ACTIVITY => What lines below contain the word "ControlFlowGraph"? Please pull each one out.

Collected data entries =>
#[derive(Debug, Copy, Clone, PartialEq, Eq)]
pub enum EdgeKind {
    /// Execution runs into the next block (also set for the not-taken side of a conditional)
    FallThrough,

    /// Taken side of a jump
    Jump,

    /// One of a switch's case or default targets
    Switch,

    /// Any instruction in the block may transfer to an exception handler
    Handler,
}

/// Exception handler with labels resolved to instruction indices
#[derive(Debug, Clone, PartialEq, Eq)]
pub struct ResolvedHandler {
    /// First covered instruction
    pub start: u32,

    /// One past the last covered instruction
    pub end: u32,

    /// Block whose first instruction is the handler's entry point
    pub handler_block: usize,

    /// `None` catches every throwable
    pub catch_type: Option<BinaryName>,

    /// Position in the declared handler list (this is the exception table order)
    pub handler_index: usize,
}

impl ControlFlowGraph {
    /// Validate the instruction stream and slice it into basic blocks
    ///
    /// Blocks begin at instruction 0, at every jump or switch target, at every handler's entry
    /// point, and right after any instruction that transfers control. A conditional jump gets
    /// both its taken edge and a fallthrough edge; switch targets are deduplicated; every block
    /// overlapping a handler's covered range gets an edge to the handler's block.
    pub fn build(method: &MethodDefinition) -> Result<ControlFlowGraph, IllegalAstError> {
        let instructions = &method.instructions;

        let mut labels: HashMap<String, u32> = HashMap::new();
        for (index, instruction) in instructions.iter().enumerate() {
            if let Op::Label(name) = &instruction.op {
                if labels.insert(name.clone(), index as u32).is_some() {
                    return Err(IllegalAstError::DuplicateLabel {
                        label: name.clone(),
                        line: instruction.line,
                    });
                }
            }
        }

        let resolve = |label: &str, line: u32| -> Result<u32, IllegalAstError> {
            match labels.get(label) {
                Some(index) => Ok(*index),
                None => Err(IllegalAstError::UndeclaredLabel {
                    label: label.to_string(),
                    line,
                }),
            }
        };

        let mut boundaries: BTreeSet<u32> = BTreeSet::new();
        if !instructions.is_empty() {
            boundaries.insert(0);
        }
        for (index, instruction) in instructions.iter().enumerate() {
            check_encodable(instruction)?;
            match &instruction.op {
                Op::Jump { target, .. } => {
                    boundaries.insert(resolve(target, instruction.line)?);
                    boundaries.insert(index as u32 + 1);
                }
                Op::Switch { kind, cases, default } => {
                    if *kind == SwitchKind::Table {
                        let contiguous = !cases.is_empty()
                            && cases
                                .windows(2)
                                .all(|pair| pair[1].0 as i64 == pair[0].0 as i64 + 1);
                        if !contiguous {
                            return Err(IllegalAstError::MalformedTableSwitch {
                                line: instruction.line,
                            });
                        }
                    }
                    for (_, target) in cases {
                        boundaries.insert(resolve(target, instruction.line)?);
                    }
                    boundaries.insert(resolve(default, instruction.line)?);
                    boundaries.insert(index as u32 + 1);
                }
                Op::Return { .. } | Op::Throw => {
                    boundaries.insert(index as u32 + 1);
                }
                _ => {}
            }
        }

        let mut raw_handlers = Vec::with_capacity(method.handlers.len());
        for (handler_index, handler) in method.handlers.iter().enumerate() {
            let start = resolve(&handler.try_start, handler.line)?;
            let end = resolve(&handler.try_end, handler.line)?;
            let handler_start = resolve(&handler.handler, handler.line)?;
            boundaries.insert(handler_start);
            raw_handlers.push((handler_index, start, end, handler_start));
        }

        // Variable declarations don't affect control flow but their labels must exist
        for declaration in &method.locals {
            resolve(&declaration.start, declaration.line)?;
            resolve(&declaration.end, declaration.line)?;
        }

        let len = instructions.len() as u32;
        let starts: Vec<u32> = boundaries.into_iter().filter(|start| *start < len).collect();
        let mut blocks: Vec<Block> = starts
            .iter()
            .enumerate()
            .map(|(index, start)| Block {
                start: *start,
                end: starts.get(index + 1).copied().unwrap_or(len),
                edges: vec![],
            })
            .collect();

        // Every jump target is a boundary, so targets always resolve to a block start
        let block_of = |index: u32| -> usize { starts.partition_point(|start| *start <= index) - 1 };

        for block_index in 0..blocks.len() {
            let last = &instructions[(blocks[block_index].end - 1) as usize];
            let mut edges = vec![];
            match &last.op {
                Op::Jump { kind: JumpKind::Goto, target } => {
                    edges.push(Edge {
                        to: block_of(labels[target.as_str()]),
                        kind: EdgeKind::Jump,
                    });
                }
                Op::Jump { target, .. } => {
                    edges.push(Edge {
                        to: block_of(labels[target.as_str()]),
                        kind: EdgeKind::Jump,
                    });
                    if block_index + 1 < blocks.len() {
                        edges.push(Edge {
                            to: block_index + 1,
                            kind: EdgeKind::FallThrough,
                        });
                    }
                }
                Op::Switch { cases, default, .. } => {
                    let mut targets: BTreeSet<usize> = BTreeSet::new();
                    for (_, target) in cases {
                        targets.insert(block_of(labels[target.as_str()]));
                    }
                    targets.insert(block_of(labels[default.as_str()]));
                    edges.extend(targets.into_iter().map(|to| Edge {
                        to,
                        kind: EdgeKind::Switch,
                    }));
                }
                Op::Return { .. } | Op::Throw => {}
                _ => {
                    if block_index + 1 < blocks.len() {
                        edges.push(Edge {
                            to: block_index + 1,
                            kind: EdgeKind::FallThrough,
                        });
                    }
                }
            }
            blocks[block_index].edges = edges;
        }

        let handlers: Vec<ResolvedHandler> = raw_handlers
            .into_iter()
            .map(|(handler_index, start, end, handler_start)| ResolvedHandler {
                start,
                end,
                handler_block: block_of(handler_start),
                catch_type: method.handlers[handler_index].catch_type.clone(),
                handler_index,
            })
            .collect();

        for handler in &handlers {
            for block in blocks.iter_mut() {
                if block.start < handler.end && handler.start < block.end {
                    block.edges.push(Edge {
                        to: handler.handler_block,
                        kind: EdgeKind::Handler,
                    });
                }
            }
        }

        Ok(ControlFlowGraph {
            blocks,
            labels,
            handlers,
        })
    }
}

WRITTEN SOLUTION =>
impl ControlFlowGraph {
    pub fn build(method: &MethodDefinition) -> Result<ControlFlowGraph, IllegalAstError> {
        Ok(ControlFlowGraph {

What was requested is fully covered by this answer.